Mom used to say how pretty I was, but I knew better. Still do. My features, independent of one another, might be considered enviable: strong jaw, full lips, dark eyes and hair, olive-brown skin. The attractive pieces are all there, but jumbled somehow. As if each facial feature stopped just short of its proper destination. I act like I don’t care, but I do. I always have. And my God, what wouldn’t I give to put the pieces together?

 

But I’m a Picasso, not a Vermeer.

 

From my pocket, I pull out my mother’s lipstick—my war paint. It’s a black tube with a shiny silver ring around the middle. I try my best not to use it in public. Even with a heavy dose of makeup remover, a reddish hue is noticeable around the cheeks, like a manufactured blush. But hue or no, I need this now.

 

I start with the left cheek, always. This habit is king, and it must be exactly the same, line for line. The first stroke is a two-sided arrow, the point of which touches the bridge of my nose. Then, a broad horizontal line across the forehead. The third stroke is an arrow on my right cheek, mirroring the first one. Next, a thick line down the middle of my face, from the top of my forehead to the bottom of my chin.

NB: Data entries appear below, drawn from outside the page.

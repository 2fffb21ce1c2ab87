use std::collections::BTreeMap;

use crate::ds::object::{JsObject, ObjectBase};
use crate::ds::operations::type_conversion::to_array_index;
use crate::ds::value::JsValue;

/// Array with sparse storage. Only present elements take memory, so any
/// length below 2^32 is representable. A missing index is a hole.
pub struct ArrayObject {
    elements: BTreeMap<u32, JsValue>,
    length: u32,
    base: ObjectBase,
}
impl ArrayObject {
    pub fn new(elements: Vec<JsValue>) -> Self {
        let length = elements.len() as u32;
        ArrayObject {
            elements: (0..length).zip(elements).collect(),
            length,
            base: ObjectBase::new(),
        }
    }

    pub fn length(&self) -> u32 {
        self.length
    }

    /// Drops every element at or above `length`, or grows with holes.
    pub fn set_length(&mut self, length: u32) {
        self.elements.split_off(&length);
        self.length = length;
    }
}
impl JsObject for ArrayObject {
    fn get_object_base(&self) -> &ObjectBase {
        &self.base
    }

    fn get_object_base_mut(&mut self) -> &mut ObjectBase {
        &mut self.base
    }

    fn get_own_binding(&self, name: &str) -> Option<JsValue> {
        match to_array_index(name) {
            Some(idx) => self.elements.get(&idx).cloned(),
            None => self.base.binding(name).cloned(),
        }
    }

    fn set_own_binding(&mut self, name: &str, value: JsValue) {
        match to_array_index(name) {
            Some(idx) => {
                if idx >= self.length {
                    self.length = idx + 1;
                }
                self.elements.insert(idx, value);
            }
            None => self.base.set_binding(name, value),
        }
    }

    fn remove_own_binding(&mut self, name: &str) -> bool {
        match to_array_index(name) {
            Some(idx) => self.elements.remove(&idx).is_some(),
            None => self.base.remove_binding(name),
        }
    }

    fn own_binding_names(&self) -> Vec<String> {
        let mut names: Vec<String> = self.elements.keys().map(|i| i.to_string()).collect();
        names.extend(self.base.binding_names().map(|n| n.to_string()));
        names
    }

    fn has_own_binding(&self, name: &str) -> bool {
        match to_array_index(name) {
            Some(idx) => self.elements.contains_key(&idx),
            None => self.base.binding(name).is_some(),
        }
    }
}

#[cfg(test)]
mod tests {
    use super::*;

    #[test]
    fn test_index_bindings_grow_with_holes() {
        let mut a = ArrayObject::new(vec![JsValue::int(1)]);
        a.set_own_binding("3", JsValue::int(4));
        assert_eq!(a.length(), 4);
        assert_eq!(a.own_binding_names(), vec!["0", "3"]);
        assert_eq!(a.get_own_binding("1"), None);
    }

    #[test]
    fn test_removing_an_index_leaves_a_hole() {
        let mut a = ArrayObject::new(vec![JsValue::int(1), JsValue::int(2)]);
        assert!(a.remove_own_binding("0"));
        assert!(!a.remove_own_binding("0"));
        assert_eq!(a.length(), 2);
        assert!(!a.has_own_binding("0"));
    }

    #[test]
    fn test_non_index_names_are_plain_bindings() {
        let mut a = ArrayObject::new(vec![]);
        a.set_own_binding("01", JsValue::str("x"));
        assert_eq!(a.length(), 0);
        assert_eq!(a.get_own_binding("01"), Some(JsValue::str("x")));
    }

    #[test]
    fn test_huge_indices_stay_sparse() {
        let mut a = ArrayObject::new(vec![]);
        a.set_own_binding("4294967294", JsValue::int(1));
        assert_eq!(a.length(), u32::MAX);
        assert_eq!(a.own_binding_names(), vec!["4294967294"]);

        a.set_length(4_000_000_000);
        assert_eq!(a.length(), 4_000_000_000);
        assert!(a.own_binding_names().is_empty());
    }

    #[test]
    fn test_shrinking_drops_trailing_elements() {
        let mut a = ArrayObject::new(vec![JsValue::int(1), JsValue::int(2), JsValue::int(3)]);
        a.set_own_binding("10", JsValue::int(11));
        assert_eq!(a.length(), 11);
        a.set_length(2);
        assert_eq!(a.own_binding_names(), vec!["0", "1"]);
        assert_eq!(a.length(), 2);
    }
}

And lastly, a dot inside both arrows.

 

“Even Picasso used a little rouge,” I whisper.

 

And then it happens . . .

 

 

 

 

 

8

 

 

Recall

 

TELL ME WHAT you see here, Mary. I stare at my reflection in the shaking mirror, clutching the sink for balance. I’m blind and wet, and my name is Mary, not Mim, and I’ve never been in a fight, never been on a boat, never quit a job, never been to Venice, never, never, never . . .

 

The bottom drops out, and I’m down, on my side, floating in a strange sudden weightlessness, as if in water or outer space. From far away—one, two, a thousand pleas for mercy, animallike screams, rabid and seething for survival. A minute, an hour, a lifetime—there is no time, there are no Things. I have no more Things. I have only scraping metal, screaming voices, and death.

 

And suddenly, my symphony of travel crescendos, achieving its rumbling, mighty End.